- [What is expected]:
Exactly as they appear, copy the lines from the start of the entries below to the line containing "Order evicted under", both ends included.

---- Exercise data

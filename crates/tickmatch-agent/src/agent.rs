//! The limit order agent.
//!
//! Per tick:
//! 1. Evaluate auto-order rules; register whatever they propose
//! 2. Look up the product's pending orders (miss = no-op)
//! 3. For each triggered order, oldest first, call the execution client
//! 4. Confirmed → remove the order (`Executed`); venue error or a panicking
//!    client → keep it pending so the next qualifying tick retries
//!
//! Steps 3 and 4 run under the product's slot lock, which makes
//! trigger-execute-remove atomic per product: two racing ticks cannot both
//! execute the same order.

use std::any::Any;
use std::fmt;
use std::panic::{self, AssertUnwindSafe};
use std::sync::Arc;
use std::sync::atomic::{AtomicU64, Ordering};

use rust_decimal::Decimal;
use tickmatch_types::{
    AgentConfig, Confirmation, ExecutionClient, ExecutionError, NewOrder, Order, OrderId,
    OrderSource, OrderStatus, ProductId, Result, SlotPolicy,
};

use crate::feed::PriceListener;
use crate::registry::OrderRegistry;
use crate::rules::{build_rules, AutoOrderRule};

/// Outcome of a successful registration.
#[derive(Debug, Clone)]
pub struct Registration {
    pub id: OrderId,
    /// Order evicted under [`SlotPolicy::Replace`], marked `Cancelled`.
    pub replaced: Option<Order>,
}

/// An order the venue confirmed.
#[derive(Debug, Clone)]
pub struct ExecutedOrder {
    pub order: Order,
    pub confirmation: Confirmation,
}

/// An execution attempt the venue refused. The order is still pending.
#[derive(Debug, Clone)]
pub struct FailedExecution {
    pub order_id: OrderId,
    pub error: ExecutionError,
}

/// What a single tick did.
#[derive(Debug, Clone)]
pub struct TickReport {
    pub product_id: ProductId,
    pub price: Decimal,
    pub auto_registered: Vec<OrderId>,
    pub executed: Vec<ExecutedOrder>,
    pub failed: Vec<FailedExecution>,
}

impl TickReport {
    fn new(product_id: &ProductId, price: Decimal) -> Self {
        Self {
            product_id: product_id.clone(),
            price,
            auto_registered: Vec::new(),
            executed: Vec::new(),
            failed: Vec::new(),
        }
    }

    /// `true` when the tick changed nothing.
    #[must_use]
    pub fn is_noop(&self) -> bool {
        self.auto_registered.is_empty() && self.executed.is_empty() && self.failed.is_empty()
    }
}

/// Snapshot of the agent's lifetime counters.
#[derive(Debug, Clone, Copy, Default, PartialEq, Eq)]
pub struct AgentStats {
    pub ticks: u64,
    pub registered: u64,
    pub auto_registered: u64,
    pub replaced: u64,
    pub executed: u64,
    pub cancelled: u64,
    pub execution_failures: u64,
}

#[derive(Debug, Default)]
struct Counters {
    ticks: AtomicU64,
    registered: AtomicU64,
    auto_registered: AtomicU64,
    replaced: AtomicU64,
    executed: AtomicU64,
    cancelled: AtomicU64,
    execution_failures: AtomicU64,
}

impl Counters {
    fn bump(counter: &AtomicU64) {
        counter.fetch_add(1, Ordering::Relaxed);
    }

    fn snapshot(&self) -> AgentStats {
        AgentStats {
            ticks: self.ticks.load(Ordering::Relaxed),
            registered: self.registered.load(Ordering::Relaxed),
            auto_registered: self.auto_registered.load(Ordering::Relaxed),
            replaced: self.replaced.load(Ordering::Relaxed),
            executed: self.executed.load(Ordering::Relaxed),
            cancelled: self.cancelled.load(Ordering::Relaxed),
            execution_failures: self.execution_failures.load(Ordering::Relaxed),
        }
    }
}

/// Watches price ticks and executes conditional orders when their limit is
/// reached.
pub struct LimitOrderAgent {
    client: Arc<dyn ExecutionClient>,
    registry: OrderRegistry,
    rules: Vec<Box<dyn AutoOrderRule>>,
    counters: Counters,
}

impl LimitOrderAgent {
    /// Agent with the default configuration: one order per product, no rules.
    #[must_use]
    pub fn new(client: Arc<dyn ExecutionClient>) -> Self {
        Self {
            client,
            registry: OrderRegistry::new(SlotPolicy::default()),
            rules: Vec::new(),
            counters: Counters::default(),
        }
    }

    /// Build from a validated [`AgentConfig`].
    pub fn with_config(client: Arc<dyn ExecutionClient>, config: &AgentConfig) -> Result<Self> {
        config.validate()?;
        Ok(Self {
            client,
            registry: OrderRegistry::new(config.slot_policy),
            rules: build_rules(&config.rules),
            counters: Counters::default(),
        })
    }

    /// Append an auto-order rule. Rules run in the order they were added.
    #[must_use]
    pub fn with_rule(mut self, rule: impl AutoOrderRule + 'static) -> Self {
        self.rules.push(Box::new(rule));
        self
    }

    // =================================================================
    // Registration
    // =================================================================

    /// Register a conditional order.
    ///
    /// Under [`SlotPolicy::Replace`] the product's previous pending order is
    /// evicted and handed back in [`Registration::replaced`].
    ///
    /// # Errors
    /// - `InvalidOrder` for a zero amount, missing or negative limit, or
    ///   blank product; nothing is stored
    /// - `OrderLimitExceeded` when a queued product is full
    pub fn register_order(&self, request: NewOrder) -> Result<Registration> {
        self.register(request, OrderSource::Operator)
    }

    fn register(&self, request: NewOrder, source: OrderSource) -> Result<Registration> {
        let order = Order::from_request(request, source)?;
        let order_id = order.id;
        let product_id = order.product_id.clone();
        let (side, amount, limit) = (order.side, order.amount, order.limit_price);

        let replaced = self.registry.insert(order)?.map(|mut replaced| {
            replaced.status = OrderStatus::Cancelled;
            Counters::bump(&self.counters.replaced);
            tracing::warn!(
                product = %product_id,
                replaced = %replaced.id,
                by = %order_id,
                "Pending order replaced"
            );
            replaced
        });
        Counters::bump(&self.counters.registered);

        tracing::debug!(
            order = %order_id,
            product = %product_id,
            side = %side,
            amount,
            limit = %limit,
            "Order registered"
        );
        Ok(Registration {
            id: order_id,
            replaced,
        })
    }

    /// Cancel a pending order.
    ///
    /// # Errors
    /// `OrderNotFound` if the order is unknown or already executed.
    pub fn cancel_order(&self, order_id: &OrderId) -> Result<Order> {
        let mut order = self.registry.remove(order_id)?;
        order.status = OrderStatus::Cancelled;
        Counters::bump(&self.counters.cancelled);
        tracing::info!(order = %order.id, product = %order.product_id, "Order cancelled");
        Ok(order)
    }

    // =================================================================
    // Tick handling
    // =================================================================

    /// Handle one tick and report what happened.
    ///
    /// Never fails: venue errors are logged and returned in the report.
    pub fn process_tick(&self, product_id: &ProductId, price: Decimal) -> TickReport {
        Counters::bump(&self.counters.ticks);
        let mut report = TickReport::new(product_id, price);

        if price.is_sign_negative() && !price.is_zero() {
            tracing::warn!(product = %product_id, price = %price, "Ignoring negative tick");
            return report;
        }

        self.apply_rules(product_id, price, &mut report);
        self.match_pending(product_id, price, &mut report);

        if report.is_noop() {
            tracing::debug!(product = %product_id, price = %price, "Tick: nothing to do");
        }
        report
    }

    fn apply_rules(&self, product_id: &ProductId, price: Decimal, report: &mut TickReport) {
        for rule in &self.rules {
            let Some(proposal) = rule.evaluate(product_id, price) else {
                continue;
            };
            match self.register(proposal, OrderSource::Rule(rule.name().to_string())) {
                Ok(registration) => {
                    Counters::bump(&self.counters.auto_registered);
                    tracing::info!(
                        rule = rule.name(),
                        order = %registration.id,
                        product = %product_id,
                        price = %price,
                        "Auto-order registered"
                    );
                    report.auto_registered.push(registration.id);
                }
                Err(err) => {
                    tracing::warn!(
                        rule = rule.name(),
                        product = %product_id,
                        error = %err,
                        "Auto-order proposal rejected"
                    );
                }
            }
        }
    }

    fn match_pending(&self, product_id: &ProductId, price: Decimal, report: &mut TickReport) {
        let outcome = self.registry.with_slot(product_id, |slot| {
            let triggered: Vec<Order> = slot.triggered_by(price).cloned().collect();
            let mut executed = Vec::new();
            let mut failed = Vec::new();

            for order in triggered {
                match self.attempt(&order) {
                    Ok(confirmation) => {
                        if let Some(mut done) = slot.remove(&order.id) {
                            done.status = OrderStatus::Executed;
                            executed.push(ExecutedOrder {
                                order: done,
                                confirmation,
                            });
                        }
                    }
                    Err(error) => failed.push(FailedExecution {
                        order_id: order.id,
                        error,
                    }),
                }
            }
            self.registry.forget(executed.iter().map(|e| &e.order.id));
            (executed, failed)
        });

        let Some((executed, failed)) = outcome else {
            return;
        };

        for e in &executed {
            Counters::bump(&self.counters.executed);
            tracing::info!(
                order = %e.order.id,
                product = %e.order.product_id,
                side = %e.order.side,
                amount = e.order.amount,
                limit = %e.order.limit_price,
                price = %price,
                execution = %e.confirmation.execution_id,
                "Order executed"
            );
        }
        for f in &failed {
            Counters::bump(&self.counters.execution_failures);
            tracing::warn!(
                order = %f.order_id,
                product = %product_id,
                price = %price,
                error = %f.error,
                "Execution failed; order kept pending for retry"
            );
        }

        report.executed = executed;
        report.failed = failed;
    }

    /// Send one execution instruction. A panicking client is reported as
    /// an unavailable venue; the slot lock does not poison.
    fn attempt(&self, order: &Order) -> std::result::Result<Confirmation, ExecutionError> {
        panic::catch_unwind(AssertUnwindSafe(|| {
            self.client
                .execute(order.side, &order.product_id, order.amount)
        }))
        .unwrap_or_else(|payload| {
            Err(ExecutionError::Unavailable {
                reason: format!("execution client panicked: {}", panic_message(&*payload)),
            })
        })
    }

    // =================================================================
    // Queries
    // =================================================================

    #[must_use]
    pub fn pending_order(&self, order_id: &OrderId) -> Option<Order> {
        self.registry.get(order_id)
    }

    #[must_use]
    pub fn pending_for(&self, product_id: &ProductId) -> Vec<Order> {
        self.registry.pending_for(product_id)
    }

    #[must_use]
    pub fn pending_count(&self) -> usize {
        self.registry.len()
    }

    #[must_use]
    pub fn slot_policy(&self) -> SlotPolicy {
        self.registry.policy()
    }

    #[must_use]
    pub fn stats(&self) -> AgentStats {
        self.counters.snapshot()
    }
}

fn panic_message(payload: &(dyn Any + Send)) -> &str {
    payload
        .downcast_ref::<&str>()
        .copied()
        .or_else(|| payload.downcast_ref::<String>().map(String::as_str))
        .unwrap_or("non-string payload")
}

impl PriceListener for LimitOrderAgent {
    fn on_price_tick(&self, product_id: &ProductId, price: Decimal) {
        let _ = self.process_tick(product_id, price);
    }
}

impl fmt::Debug for LimitOrderAgent {
    fn fmt(&self, f: &mut fmt::Formatter<'_>) -> fmt::Result {
        let rules: Vec<&str> = self.rules.iter().map(|r| r.name()).collect();
        f.debug_struct("LimitOrderAgent")
            .field("policy", &self.registry.policy())
            .field("pending", &self.registry.len())
            .field("rules", &rules)
            .finish_non_exhaustive()
    }
}
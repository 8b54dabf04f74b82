//! The execution venue seam.
//!
//! The agent never talks to a venue directly; it holds an
//! [`ExecutionClient`] and sends `(side, product, amount)` instructions
//! through it. Venues are expected to answer synchronously.

use chrono::{DateTime, Utc};
use serde::{Deserialize, Serialize};

use crate::{ExecutionError, ExecutionId, OrderSide, ProductId};

/// Proof that the venue accepted an instruction.
#[derive(Debug, Clone, PartialEq, Eq, Serialize, Deserialize)]
pub struct Confirmation {
    pub execution_id: ExecutionId,
    pub side: OrderSide,
    pub product_id: ProductId,
    pub amount: u64,
    pub confirmed_at: DateTime<Utc>,
}

impl Confirmation {
    #[must_use]
    pub fn new(side: OrderSide, product_id: &ProductId, amount: u64) -> Self {
        Self {
            execution_id: ExecutionId::new(),
            side,
            product_id: product_id.clone(),
            amount,
            confirmed_at: Utc::now(),
        }
    }
}

/// Outbound interface to the execution venue.
pub trait ExecutionClient: Send + Sync {
    fn buy(
        &self,
        product_id: &ProductId,
        amount: u64,
    ) -> std::result::Result<Confirmation, ExecutionError>;

    fn sell(
        &self,
        product_id: &ProductId,
        amount: u64,
    ) -> std::result::Result<Confirmation, ExecutionError>;

    /// Dispatch on `side`.
    fn execute(
        &self,
        side: OrderSide,
        product_id: &ProductId,
        amount: u64,
    ) -> std::result::Result<Confirmation, ExecutionError> {
        match side {
            OrderSide::Buy => self.buy(product_id, amount),
            OrderSide::Sell => self.sell(product_id, amount),
        }
    }
}

// ---------------------------------------------------------------------------
// Test helpers
// ---------------------------------------------------------------------------

/// One instruction received by [`RecordingExecutionClient`].
#[cfg(any(test, feature = "test-helpers"))]
#[derive(Debug, Clone, PartialEq, Eq)]
pub struct RecordedCall {
    pub side: OrderSide,
    pub product_id: ProductId,
    pub amount: u64,
}

/// In-memory venue that records every instruction.
///
/// `fail_next(n)` makes the next `n` calls return
/// [`ExecutionError::Unavailable`]; failed calls are recorded too.
#[cfg(any(test, feature = "test-helpers"))]
#[derive(Debug, Default)]
pub struct RecordingExecutionClient {
    calls: parking_lot::Mutex<Vec<RecordedCall>>,
    failures_left: parking_lot::Mutex<usize>,
}

#[cfg(any(test, feature = "test-helpers"))]
impl RecordingExecutionClient {
    #[must_use]
    pub fn new() -> Self {
        Self::default()
    }

    pub fn fail_next(&self, n: usize) {
        *self.failures_left.lock() = n;
    }

    #[must_use]
    pub fn calls(&self) -> Vec<RecordedCall> {
        self.calls.lock().clone()
    }

    #[must_use]
    pub fn call_count(&self) -> usize {
        self.calls.lock().len()
    }

    fn record(
        &self,
        side: OrderSide,
        product_id: &ProductId,
        amount: u64,
    ) -> std::result::Result<Confirmation, ExecutionError> {
        self.calls.lock().push(RecordedCall {
            side,
            product_id: product_id.clone(),
            amount,
        });
        let mut left = self.failures_left.lock();
        if *left > 0 {
            *left -= 1;
            return Err(ExecutionError::Unavailable {
                reason: "scripted failure".to_string(),
            });
        }
        Ok(Confirmation::new(side, product_id, amount))
    }
}

#[cfg(any(test, feature = "test-helpers"))]
impl ExecutionClient for RecordingExecutionClient {
    fn buy(
        &self,
        product_id: &ProductId,
        amount: u64,
    ) -> std::result::Result<Confirmation, ExecutionError> {
        self.record(OrderSide::Buy, product_id, amount)
    }

    fn sell(
        &self,
        product_id: &ProductId,
        amount: u64,
    ) -> std::result::Result<Confirmation, ExecutionError> {
        self.record(OrderSide::Sell, product_id, amount)
    }
}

--------

- [Written reply]:
filename crates/tickmatch-agent/src/agent.rs
//! The limit order agent.
//!
//! Per tick:
//! 1. Evaluate auto-order rules; register whatever they propose
//! 2. Look up the product's pending orders (miss = no-op)
//! 3. For each triggered order, oldest first, call the execution client
//! 4. Confirmed → remove the order (`Executed`); venue error or a panicking
//!    client → keep it pending so the next qualifying tick retries
//!
//! Steps 3 and 4 run under the product's slot lock, which makes
//! trigger-execute-remove atomic per product: two racing ticks cannot both
//! execute the same order.

use std::any::Any;
use std::fmt;
use std::panic::{self, AssertUnwindSafe};
use std::sync::Arc;
use std::sync::atomic::{AtomicU64, Ordering};

use rust_decimal::Decimal;
use tickmatch_types::{
    AgentConfig, Confirmation, ExecutionClient, ExecutionError, NewOrder, Order, OrderId,
    OrderSource, OrderStatus, ProductId, Result, SlotPolicy,
};

use crate::feed::PriceListener;
use crate::registry::OrderRegistry;
use crate::rules::{build_rules, AutoOrderRule};

/// Outcome of a successful registration.
#[derive(Debug, Clone)]
pub struct Registration {
    pub id: OrderId,
    /// Order evicted under [`SlotPolicy::Replace`], marked `Cancelled`.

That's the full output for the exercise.